[Saved entries]
▬▬▬▬▬▬▬▬▬▬

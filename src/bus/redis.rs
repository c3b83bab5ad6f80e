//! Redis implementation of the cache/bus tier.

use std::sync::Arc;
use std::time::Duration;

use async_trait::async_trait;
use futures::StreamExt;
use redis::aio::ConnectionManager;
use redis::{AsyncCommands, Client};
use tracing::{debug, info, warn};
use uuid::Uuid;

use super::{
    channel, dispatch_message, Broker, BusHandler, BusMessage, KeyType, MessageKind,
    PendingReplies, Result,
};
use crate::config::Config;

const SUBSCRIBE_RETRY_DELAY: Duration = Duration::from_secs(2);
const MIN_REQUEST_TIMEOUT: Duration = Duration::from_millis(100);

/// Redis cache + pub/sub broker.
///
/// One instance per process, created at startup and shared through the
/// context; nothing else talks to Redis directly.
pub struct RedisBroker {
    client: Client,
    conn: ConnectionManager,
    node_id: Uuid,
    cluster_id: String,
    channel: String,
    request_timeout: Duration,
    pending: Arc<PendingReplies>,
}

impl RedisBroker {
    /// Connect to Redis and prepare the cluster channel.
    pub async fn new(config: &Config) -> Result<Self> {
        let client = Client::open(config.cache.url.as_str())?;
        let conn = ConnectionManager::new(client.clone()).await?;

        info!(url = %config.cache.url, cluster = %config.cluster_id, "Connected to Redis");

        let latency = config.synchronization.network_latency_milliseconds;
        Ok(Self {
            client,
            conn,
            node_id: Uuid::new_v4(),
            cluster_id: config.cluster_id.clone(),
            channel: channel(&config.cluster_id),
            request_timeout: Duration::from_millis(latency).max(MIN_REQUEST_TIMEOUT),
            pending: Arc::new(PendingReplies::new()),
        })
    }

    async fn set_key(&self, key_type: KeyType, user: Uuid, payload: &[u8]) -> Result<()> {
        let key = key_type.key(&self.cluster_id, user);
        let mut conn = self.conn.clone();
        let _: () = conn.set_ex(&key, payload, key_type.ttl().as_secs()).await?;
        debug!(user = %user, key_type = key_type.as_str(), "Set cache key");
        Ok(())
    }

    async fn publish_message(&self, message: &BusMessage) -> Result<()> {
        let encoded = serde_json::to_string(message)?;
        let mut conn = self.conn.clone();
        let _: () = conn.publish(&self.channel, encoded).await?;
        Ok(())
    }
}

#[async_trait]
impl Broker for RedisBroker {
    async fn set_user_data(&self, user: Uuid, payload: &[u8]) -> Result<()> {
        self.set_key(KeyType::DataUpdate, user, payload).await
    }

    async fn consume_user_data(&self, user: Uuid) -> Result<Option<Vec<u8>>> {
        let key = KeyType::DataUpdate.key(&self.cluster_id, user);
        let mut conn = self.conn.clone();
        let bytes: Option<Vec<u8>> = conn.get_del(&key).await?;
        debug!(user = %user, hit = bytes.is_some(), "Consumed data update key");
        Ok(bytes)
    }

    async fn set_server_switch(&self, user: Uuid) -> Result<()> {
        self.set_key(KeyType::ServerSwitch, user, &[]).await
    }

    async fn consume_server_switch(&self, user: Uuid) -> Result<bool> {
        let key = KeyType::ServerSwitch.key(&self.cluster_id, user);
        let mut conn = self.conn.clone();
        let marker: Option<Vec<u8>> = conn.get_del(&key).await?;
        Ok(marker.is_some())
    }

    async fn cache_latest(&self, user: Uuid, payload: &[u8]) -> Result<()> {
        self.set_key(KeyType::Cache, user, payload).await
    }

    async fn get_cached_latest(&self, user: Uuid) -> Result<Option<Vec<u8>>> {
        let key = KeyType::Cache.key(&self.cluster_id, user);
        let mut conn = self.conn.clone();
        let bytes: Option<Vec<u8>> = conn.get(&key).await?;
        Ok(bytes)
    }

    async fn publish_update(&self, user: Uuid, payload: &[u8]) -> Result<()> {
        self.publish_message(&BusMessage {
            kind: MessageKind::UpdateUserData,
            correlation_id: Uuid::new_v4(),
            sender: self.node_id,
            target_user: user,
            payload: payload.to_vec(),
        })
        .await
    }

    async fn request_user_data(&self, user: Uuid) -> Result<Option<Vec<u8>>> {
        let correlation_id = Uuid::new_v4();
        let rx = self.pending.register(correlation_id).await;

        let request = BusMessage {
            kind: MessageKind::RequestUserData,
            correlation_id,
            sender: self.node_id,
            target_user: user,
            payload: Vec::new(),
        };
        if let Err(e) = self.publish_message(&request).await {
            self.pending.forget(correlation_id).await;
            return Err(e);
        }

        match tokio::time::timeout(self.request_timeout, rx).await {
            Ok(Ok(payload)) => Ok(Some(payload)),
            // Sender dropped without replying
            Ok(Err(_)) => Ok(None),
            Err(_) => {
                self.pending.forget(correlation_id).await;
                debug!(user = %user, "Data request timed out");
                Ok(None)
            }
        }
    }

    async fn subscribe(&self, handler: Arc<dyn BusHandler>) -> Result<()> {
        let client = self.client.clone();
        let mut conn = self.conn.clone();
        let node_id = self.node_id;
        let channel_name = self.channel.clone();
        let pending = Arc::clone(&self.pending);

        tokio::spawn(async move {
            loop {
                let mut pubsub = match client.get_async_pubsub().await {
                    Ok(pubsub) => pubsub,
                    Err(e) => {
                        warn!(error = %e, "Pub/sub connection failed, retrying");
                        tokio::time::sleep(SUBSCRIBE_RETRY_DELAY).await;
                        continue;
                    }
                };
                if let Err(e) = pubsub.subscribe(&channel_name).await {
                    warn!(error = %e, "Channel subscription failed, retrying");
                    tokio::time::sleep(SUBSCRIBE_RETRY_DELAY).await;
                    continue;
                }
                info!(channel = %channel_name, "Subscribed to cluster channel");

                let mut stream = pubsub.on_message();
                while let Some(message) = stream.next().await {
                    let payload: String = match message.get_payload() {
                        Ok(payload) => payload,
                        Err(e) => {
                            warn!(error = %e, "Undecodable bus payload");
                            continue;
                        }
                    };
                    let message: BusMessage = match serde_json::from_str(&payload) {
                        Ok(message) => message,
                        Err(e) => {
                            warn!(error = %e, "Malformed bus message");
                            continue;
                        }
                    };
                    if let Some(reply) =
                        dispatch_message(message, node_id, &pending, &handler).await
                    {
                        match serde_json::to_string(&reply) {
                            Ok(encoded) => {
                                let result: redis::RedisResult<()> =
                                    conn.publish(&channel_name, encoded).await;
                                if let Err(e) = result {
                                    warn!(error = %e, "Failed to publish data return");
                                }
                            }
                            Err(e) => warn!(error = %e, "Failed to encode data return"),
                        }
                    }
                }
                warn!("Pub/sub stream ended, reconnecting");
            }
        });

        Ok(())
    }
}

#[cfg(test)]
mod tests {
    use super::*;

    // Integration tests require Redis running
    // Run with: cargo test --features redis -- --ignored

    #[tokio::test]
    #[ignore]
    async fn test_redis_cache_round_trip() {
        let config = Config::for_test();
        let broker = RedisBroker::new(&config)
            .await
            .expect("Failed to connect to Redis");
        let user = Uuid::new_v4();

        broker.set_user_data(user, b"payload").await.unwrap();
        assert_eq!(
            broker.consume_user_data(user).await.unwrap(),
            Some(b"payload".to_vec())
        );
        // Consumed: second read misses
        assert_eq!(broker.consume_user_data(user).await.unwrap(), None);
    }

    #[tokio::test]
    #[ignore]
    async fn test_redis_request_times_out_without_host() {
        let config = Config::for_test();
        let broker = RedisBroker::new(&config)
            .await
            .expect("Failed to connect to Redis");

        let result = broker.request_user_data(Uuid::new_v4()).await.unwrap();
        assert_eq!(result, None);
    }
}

▬▬▬▬▬▬▬▬▬▬

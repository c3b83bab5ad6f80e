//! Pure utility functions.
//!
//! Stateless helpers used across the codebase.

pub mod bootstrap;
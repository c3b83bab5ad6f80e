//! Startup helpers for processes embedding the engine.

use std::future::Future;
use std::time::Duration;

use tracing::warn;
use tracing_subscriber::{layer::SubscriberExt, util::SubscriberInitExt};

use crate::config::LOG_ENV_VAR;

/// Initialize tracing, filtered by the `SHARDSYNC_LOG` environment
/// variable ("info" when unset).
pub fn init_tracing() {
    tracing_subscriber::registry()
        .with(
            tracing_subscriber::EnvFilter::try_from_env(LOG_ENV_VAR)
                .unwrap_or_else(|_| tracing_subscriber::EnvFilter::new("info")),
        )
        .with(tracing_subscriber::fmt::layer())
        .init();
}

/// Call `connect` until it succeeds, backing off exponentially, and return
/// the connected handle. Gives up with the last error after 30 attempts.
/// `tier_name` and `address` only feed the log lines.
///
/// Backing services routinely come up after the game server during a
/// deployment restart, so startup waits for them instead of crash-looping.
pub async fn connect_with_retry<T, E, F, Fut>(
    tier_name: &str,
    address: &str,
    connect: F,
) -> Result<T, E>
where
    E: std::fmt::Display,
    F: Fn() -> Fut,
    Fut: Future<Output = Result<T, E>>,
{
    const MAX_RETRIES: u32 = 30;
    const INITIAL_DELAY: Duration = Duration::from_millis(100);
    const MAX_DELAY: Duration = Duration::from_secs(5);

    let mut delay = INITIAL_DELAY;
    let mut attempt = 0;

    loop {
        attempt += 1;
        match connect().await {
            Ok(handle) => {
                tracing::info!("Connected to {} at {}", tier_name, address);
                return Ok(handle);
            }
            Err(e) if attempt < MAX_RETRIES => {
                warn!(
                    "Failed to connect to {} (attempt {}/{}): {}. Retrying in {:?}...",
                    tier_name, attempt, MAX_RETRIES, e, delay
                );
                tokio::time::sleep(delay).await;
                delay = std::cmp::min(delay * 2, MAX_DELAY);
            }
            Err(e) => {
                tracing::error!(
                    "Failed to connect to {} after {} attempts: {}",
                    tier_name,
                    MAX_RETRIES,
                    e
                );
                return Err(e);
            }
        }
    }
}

▬▬▬▬▬▬▬▬▬▬

● **TASK DESCRIPTION**
Each line in the entries above, starting at the line with "let request = BusMessage" and ending at the line with "if let Err(e) = pubsub.subscribe(&channel_name).await", is to be printed exactly, and only those lines.

● **SOLUTION BELOW**
        let request = BusMessage {
            kind: MessageKind::RequestUserData,
            correlation_id,
            sender: self.node_id,
            target_user: user,
            payload: Vec::new(),
        };
        if let Err(e) = self.publish_message(&request).await {
            self.pending.forget(correlation_id).await;
            return Err(e);
        }

        match tokio::time::timeout(self.request_timeout, rx).await {
            Ok(Ok(payload)) => Ok(Some(payload)),
            // Sender dropped without replying
            Ok(Err(_)) => Ok(None),
            Err(_) => {
                self.pending.forget(correlation_id).await;
                debug!(user = %user, "Data request timed out");
                Ok(None)
            }
        }
    }

    async fn subscribe(&self, handler: Arc<dyn BusHandler>) -> Result<()> {
        let client = self.client.clone();
        let mut conn = self.conn.clone();
        let node_id = self.node_id;
        let channel_name = self.channel.clone();
        let pending = Arc::clone(&self.pending);

        tokio::spawn(async move {
            loop {
                let mut pubsub = match client.get_async_pubsub().await {
                    Ok(pubsub) => pubsub,
                    Err(e) => {
                        warn!(error = %e, "Pub/sub connection failed, retrying");
                        tokio::time::sleep(SUBSCRIBE_RETRY_DELAY).await;
                        continue;
                    }
                };
                if let Err(e) = pubsub.subscribe(&channel_name).await {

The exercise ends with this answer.